**Records contained in a dataset**

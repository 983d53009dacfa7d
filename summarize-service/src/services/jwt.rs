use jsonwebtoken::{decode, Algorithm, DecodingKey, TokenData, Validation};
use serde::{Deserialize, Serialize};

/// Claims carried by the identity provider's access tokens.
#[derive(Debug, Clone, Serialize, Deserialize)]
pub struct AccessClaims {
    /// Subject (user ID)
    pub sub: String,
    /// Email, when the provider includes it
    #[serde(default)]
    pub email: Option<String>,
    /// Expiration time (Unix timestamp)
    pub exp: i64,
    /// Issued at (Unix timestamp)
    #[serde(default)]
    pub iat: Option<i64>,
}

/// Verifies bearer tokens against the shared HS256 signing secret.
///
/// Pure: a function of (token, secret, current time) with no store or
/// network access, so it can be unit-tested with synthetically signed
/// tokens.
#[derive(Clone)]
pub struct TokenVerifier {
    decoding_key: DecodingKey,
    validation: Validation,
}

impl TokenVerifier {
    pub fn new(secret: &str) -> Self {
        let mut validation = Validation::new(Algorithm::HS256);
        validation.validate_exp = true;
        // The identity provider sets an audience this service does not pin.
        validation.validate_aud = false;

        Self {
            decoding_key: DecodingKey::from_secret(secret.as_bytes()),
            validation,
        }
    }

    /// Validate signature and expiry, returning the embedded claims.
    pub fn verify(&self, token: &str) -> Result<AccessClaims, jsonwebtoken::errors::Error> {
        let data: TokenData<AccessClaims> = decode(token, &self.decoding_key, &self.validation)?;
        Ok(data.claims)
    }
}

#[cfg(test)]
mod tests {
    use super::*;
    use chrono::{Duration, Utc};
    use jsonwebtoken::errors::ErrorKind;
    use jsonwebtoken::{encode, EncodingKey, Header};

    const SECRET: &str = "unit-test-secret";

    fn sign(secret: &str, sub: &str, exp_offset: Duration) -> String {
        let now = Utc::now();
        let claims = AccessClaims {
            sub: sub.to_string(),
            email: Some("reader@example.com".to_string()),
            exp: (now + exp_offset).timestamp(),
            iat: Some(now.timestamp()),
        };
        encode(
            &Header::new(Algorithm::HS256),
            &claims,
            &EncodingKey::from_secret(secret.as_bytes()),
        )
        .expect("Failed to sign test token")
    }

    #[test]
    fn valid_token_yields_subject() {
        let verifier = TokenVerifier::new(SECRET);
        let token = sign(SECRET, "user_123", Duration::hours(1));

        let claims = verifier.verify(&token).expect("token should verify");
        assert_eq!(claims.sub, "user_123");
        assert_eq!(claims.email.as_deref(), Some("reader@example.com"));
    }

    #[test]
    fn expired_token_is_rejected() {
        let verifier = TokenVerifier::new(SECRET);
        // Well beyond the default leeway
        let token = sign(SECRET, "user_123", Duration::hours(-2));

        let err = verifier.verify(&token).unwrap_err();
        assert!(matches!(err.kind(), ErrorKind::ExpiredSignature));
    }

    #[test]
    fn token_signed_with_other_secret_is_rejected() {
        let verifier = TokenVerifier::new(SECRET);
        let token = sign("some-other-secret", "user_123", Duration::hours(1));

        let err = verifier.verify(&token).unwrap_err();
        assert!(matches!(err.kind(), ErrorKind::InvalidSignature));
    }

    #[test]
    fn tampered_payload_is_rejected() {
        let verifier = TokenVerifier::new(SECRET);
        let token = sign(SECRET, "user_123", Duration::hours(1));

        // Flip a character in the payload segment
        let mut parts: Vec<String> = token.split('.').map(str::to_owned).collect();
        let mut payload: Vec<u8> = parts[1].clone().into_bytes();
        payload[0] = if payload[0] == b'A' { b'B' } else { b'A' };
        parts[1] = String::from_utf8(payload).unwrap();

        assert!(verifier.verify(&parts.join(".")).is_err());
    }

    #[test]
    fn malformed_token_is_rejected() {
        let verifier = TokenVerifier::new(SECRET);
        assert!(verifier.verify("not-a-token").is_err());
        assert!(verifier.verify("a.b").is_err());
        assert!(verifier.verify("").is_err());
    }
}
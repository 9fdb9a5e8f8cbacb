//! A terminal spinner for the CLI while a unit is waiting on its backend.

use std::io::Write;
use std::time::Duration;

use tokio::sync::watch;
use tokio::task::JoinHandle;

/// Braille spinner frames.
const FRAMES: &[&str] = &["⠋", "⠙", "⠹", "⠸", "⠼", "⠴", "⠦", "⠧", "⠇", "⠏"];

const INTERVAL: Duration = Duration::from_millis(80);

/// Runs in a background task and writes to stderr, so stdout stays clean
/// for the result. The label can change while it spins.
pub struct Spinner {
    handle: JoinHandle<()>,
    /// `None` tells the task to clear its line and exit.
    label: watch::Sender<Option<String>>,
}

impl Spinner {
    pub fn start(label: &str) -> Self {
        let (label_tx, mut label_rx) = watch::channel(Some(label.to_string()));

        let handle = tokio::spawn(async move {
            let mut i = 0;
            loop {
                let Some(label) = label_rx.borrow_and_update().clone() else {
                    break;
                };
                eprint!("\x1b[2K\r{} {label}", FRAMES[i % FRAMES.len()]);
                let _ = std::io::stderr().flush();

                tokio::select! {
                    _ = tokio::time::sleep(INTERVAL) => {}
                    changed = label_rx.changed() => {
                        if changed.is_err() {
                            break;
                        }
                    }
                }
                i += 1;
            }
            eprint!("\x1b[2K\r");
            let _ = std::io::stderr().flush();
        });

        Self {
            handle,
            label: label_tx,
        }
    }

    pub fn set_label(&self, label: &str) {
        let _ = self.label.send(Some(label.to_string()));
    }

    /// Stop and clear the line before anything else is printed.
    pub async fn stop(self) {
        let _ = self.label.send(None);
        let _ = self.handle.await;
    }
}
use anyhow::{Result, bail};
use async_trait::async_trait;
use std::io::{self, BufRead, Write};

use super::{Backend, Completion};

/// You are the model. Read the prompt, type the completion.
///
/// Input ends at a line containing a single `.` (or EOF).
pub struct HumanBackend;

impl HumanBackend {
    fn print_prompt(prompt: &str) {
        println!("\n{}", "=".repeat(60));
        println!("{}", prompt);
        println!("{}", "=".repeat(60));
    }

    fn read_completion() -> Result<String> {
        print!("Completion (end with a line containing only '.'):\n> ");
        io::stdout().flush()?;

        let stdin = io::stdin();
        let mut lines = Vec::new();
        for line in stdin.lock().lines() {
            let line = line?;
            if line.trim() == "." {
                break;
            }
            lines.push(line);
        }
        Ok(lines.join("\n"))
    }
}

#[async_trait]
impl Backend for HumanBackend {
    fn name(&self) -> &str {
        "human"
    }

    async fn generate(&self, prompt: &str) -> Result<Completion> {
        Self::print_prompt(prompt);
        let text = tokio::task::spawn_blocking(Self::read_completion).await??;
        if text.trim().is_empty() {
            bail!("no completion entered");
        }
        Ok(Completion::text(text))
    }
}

* * *

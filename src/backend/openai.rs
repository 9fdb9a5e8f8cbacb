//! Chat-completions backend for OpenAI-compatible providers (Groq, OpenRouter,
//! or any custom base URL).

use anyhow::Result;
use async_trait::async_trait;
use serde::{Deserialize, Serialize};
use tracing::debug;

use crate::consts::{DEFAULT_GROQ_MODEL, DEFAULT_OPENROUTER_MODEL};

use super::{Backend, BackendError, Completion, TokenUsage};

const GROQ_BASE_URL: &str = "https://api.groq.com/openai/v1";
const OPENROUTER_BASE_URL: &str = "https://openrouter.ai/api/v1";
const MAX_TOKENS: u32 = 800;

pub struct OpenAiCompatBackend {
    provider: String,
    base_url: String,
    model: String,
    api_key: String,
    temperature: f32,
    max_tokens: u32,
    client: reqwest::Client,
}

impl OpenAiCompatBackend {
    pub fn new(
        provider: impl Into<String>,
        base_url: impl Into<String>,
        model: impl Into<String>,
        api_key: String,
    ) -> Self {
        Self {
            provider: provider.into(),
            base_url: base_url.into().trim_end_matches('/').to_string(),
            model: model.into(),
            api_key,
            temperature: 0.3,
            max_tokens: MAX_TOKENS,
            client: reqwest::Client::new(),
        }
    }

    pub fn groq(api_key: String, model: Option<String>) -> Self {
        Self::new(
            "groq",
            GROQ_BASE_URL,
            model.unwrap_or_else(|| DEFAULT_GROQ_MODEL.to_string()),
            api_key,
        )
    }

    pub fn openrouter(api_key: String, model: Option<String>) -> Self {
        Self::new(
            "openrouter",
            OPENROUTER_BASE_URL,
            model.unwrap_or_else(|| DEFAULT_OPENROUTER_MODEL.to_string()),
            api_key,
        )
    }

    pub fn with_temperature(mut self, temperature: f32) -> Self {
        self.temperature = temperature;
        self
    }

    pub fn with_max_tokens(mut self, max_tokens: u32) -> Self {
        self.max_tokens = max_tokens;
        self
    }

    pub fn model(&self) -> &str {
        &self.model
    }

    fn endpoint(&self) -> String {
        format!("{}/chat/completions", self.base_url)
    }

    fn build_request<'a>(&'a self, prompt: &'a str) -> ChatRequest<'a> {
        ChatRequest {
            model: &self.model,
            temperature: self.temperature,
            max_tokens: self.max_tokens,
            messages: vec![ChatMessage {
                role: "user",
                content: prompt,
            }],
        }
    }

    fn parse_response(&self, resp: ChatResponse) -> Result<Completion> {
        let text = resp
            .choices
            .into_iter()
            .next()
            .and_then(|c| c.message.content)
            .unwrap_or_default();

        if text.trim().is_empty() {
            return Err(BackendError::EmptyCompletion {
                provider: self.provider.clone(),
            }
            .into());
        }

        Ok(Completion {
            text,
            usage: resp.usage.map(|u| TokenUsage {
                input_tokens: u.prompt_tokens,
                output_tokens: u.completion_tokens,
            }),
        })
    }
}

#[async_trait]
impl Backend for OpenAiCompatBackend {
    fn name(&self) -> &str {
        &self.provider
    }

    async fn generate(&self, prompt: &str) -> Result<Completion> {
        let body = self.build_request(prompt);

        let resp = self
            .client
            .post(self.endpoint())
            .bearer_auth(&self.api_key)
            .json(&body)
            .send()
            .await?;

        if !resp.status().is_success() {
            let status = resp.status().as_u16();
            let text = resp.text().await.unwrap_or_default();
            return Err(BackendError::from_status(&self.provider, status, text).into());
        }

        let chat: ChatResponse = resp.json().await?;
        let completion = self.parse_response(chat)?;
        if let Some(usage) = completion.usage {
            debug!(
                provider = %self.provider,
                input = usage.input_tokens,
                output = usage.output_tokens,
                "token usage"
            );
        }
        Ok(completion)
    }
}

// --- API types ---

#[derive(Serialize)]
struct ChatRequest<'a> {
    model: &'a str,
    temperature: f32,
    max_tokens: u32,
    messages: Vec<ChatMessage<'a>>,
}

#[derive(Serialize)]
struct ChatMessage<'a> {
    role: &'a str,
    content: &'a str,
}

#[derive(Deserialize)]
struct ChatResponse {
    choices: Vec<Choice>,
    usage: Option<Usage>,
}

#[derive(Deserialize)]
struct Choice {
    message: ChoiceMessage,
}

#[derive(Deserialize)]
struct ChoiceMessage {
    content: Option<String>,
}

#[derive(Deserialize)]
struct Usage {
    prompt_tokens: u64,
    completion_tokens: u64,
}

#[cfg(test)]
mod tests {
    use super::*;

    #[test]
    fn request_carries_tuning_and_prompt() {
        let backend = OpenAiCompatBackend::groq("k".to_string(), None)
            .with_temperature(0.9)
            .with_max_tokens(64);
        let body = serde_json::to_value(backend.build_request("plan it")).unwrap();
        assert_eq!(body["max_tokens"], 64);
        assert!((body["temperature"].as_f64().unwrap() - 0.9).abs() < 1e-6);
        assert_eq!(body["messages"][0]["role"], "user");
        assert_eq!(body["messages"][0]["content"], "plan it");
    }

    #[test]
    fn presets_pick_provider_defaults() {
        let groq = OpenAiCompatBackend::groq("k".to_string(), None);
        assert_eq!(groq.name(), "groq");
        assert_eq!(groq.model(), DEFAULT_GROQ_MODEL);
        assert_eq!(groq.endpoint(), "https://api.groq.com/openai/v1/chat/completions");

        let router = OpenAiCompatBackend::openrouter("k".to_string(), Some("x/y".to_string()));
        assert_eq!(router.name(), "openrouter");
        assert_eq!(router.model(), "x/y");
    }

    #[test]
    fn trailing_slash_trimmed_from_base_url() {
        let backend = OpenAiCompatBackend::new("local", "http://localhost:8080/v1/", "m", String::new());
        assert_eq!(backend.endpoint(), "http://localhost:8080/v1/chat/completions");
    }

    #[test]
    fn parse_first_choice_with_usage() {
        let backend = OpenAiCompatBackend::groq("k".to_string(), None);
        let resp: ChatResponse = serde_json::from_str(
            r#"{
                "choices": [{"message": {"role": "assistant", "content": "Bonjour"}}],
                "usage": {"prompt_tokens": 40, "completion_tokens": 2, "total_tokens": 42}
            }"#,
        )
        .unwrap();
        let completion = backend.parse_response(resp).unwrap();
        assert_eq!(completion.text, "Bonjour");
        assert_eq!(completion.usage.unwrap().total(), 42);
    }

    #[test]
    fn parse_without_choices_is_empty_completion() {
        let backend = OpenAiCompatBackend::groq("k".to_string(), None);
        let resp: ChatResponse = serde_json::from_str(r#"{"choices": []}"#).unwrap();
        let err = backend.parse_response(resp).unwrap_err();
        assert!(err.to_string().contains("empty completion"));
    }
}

==

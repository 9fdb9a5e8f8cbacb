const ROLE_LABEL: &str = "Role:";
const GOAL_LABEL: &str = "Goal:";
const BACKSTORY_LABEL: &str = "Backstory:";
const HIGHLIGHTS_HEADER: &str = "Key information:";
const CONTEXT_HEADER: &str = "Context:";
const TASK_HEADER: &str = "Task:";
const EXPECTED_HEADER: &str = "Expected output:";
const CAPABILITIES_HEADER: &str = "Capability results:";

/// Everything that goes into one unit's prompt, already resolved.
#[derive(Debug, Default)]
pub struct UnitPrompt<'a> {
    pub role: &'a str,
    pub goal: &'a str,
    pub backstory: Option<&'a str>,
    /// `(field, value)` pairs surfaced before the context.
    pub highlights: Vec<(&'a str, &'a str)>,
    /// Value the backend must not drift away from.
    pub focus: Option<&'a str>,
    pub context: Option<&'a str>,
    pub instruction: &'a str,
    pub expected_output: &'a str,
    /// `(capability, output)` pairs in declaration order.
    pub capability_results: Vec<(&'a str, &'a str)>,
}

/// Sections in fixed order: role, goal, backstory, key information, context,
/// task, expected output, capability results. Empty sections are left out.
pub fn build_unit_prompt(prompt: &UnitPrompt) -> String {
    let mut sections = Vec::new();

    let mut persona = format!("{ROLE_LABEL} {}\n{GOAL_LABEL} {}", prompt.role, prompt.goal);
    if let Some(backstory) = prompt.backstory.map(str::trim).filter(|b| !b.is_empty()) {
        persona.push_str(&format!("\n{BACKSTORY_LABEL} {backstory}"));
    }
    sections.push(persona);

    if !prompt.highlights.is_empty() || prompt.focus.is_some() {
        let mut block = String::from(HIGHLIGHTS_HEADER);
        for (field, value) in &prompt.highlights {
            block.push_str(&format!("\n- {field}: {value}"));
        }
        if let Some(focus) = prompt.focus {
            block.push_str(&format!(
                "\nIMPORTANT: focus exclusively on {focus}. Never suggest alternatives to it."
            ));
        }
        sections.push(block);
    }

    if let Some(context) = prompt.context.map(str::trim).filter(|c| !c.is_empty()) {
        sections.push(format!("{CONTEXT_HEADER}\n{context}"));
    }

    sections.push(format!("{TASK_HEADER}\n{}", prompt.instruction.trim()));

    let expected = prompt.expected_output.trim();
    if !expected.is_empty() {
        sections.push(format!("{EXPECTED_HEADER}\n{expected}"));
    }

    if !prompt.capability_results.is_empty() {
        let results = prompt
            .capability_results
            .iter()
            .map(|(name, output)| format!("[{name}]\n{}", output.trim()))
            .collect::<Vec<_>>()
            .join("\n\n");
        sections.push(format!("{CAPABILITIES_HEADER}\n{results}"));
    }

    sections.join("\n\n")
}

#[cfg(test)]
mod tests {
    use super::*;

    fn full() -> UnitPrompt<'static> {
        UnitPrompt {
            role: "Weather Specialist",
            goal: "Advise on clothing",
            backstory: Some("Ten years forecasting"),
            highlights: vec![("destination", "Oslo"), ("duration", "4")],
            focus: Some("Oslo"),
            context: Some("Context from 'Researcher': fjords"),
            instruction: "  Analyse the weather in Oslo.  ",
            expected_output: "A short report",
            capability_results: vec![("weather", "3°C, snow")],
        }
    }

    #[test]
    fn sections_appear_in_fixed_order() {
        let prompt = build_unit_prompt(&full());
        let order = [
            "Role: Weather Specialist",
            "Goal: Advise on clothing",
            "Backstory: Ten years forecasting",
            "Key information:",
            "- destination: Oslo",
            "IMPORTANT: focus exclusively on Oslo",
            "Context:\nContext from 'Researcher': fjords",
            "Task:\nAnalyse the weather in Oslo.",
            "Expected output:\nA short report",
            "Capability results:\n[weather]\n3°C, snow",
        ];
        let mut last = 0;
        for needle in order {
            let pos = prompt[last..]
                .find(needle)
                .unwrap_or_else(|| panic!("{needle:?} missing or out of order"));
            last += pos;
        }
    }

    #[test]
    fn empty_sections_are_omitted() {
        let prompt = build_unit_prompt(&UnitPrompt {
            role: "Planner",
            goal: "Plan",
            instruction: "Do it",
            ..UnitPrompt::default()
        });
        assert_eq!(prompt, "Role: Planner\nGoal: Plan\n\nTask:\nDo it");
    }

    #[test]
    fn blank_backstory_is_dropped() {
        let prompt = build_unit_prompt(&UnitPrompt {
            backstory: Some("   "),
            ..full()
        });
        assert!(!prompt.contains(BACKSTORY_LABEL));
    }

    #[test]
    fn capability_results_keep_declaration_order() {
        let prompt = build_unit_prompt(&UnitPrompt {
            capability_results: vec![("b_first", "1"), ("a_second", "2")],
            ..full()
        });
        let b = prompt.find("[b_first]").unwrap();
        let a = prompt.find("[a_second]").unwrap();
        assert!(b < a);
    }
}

**ABOUT THIS EXERCISE**
Could you return exactly the lines above from the line with "repository 983d53009dacfa7d" to the line with "pub struct TokenVerifier", both included, and nothing else?

**THE ANSWER**
repository 983d53009dacfa7d
filename summarize-service/src/services/jwt.rs
use jsonwebtoken::{decode, Algorithm, DecodingKey, TokenData, Validation};
use serde::{Deserialize, Serialize};

/// Claims carried by the identity provider's access tokens.
#[derive(Debug, Clone, Serialize, Deserialize)]
pub struct AccessClaims {
    /// Subject (user ID)
    pub sub: String,
    /// Email, when the provider includes it
    #[serde(default)]
    pub email: Option<String>,
    /// Expiration time (Unix timestamp)
    pub exp: i64,
    /// Issued at (Unix timestamp)
    #[serde(default)]
    pub iat: Option<i64>,
}

/// Verifies bearer tokens against the shared HS256 signing secret.
///
/// Pure: a function of (token, secret, current time) with no store or
/// network access, so it can be unit-tested with synthetically signed
/// tokens.
#[derive(Clone)]
pub struct TokenVerifier {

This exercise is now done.